OGH: Die Überlegungen der Klägerin, dass aus § 1295 Abs 2 ABGB nur ein Schadenersatzanspruch resultieren könne, sind nicht zutreffend. Der zweite Tatbestand des § 1295 Abs 2 ABGB betrifft die sittenwidrige Ausübung eines Rechts. In diesem Zusammenhang wird in Lit und Rsp von „Schikane“ oder „Rechtsmissbrauch“ gesprochen. Schikane (im engeren Sinn) liegt vor, wenn der Schädigungszweck den einzigen Grund der Rechtsausübung bildet. Eine missbräuchliche Rechtsausübung liegt vor, wenn zwischen den vom Handelnden verfolgten eigenen Interessen und den beeinträchtigten Interessen des Anderen ein krasses Missverhältnis besteht.

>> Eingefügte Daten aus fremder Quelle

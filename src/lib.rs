//! Classense - On-device behavioral feature extraction engine
//!
//! Classense turns per-subject sequences of skeletal keypoint frames into
//! engagement signals through a deterministic pipeline: parse → validate →
//! movement analysis + attention analysis → baseline comparison → report
//! encoding.
//!
//! ## Modules
//!
//! - **Movement Analysis**: displacement statistics, intensity score,
//!   fidgeting and position-change detection
//! - **Attention Analysis**: on-task classification, focus/distraction
//!   segmentation, pattern labeling

pub mod adapter;
pub mod attention;
pub mod baseline;
pub mod config;
pub mod encoder;
pub mod error;
pub mod geometry;
pub mod movement;
pub mod pipeline;
pub mod segmentation;
pub mod types;

mod stats;

// FFI bindings for C interop (always available for cdylib/staticlib builds)
pub mod ffi;

#[cfg(test)]
mod testutil;

pub use attention::AttentionAnalyzer;
pub use config::EngineConfig;
pub use error::EngineError;
pub use movement::MovementAnalyzer;
pub use pipeline::{analyze_to_report, EngagementProcessor};

// Data model exports
pub use types::{
    AttentionResult, HeadOrientation, Keypoint, MovementResult, PoseFrame, PoseSequence, TimedRun,
};

/// Engine version embedded in all reports
pub const ENGINE_VERSION: &str = env!("CARGO_PKG_VERSION");

/// Producer name for reports
pub const PRODUCER_NAME: &str = "classense";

Ob ein Rechtsmissbrauch vorliegt, ist grundsätzlich nach den Umständen des Einzelfalls zu beurteilen.


 


Im Anlassfall bedeutet die Beurteilung des Berufungsgerichts, dass die Inanspruchnahme der Provision aus der Vermittlung des zugrunde liegenden Geschäfts durch die Klägerin als missbräuchliche Rechtsausübung qualifiziert wird. Dies hat zur Konsequenz, dass sich die Klägerin für eine Anspruchsberechtigung auch nicht auf § 6 Abs 5 MaklerG stützen kann.


 


Warum das Verhalten des (späteren) Kooperationspartners der Klägerin dieser (auch) im Rechtsverhältnis zur Auftraggeberin nicht zurechenbar sein soll, begründet die Klägerin nicht näher; die Sittenwidrigkeit seines Verhaltens nach dem Kooperationswechsel bestreitet sie gar nicht. In der Beurteilung des Berufungsgerichts liegt weder eine „Sphärenvermischung“ noch setzt das vom Berufungsgericht erzielte Ergebnis voraus, dass der (später zustande gekommene) Maklervertrag zwischen Klägerin und der Auftraggeberin nach § 879 ABGB oder § 1 UBG sittenwidrig ist.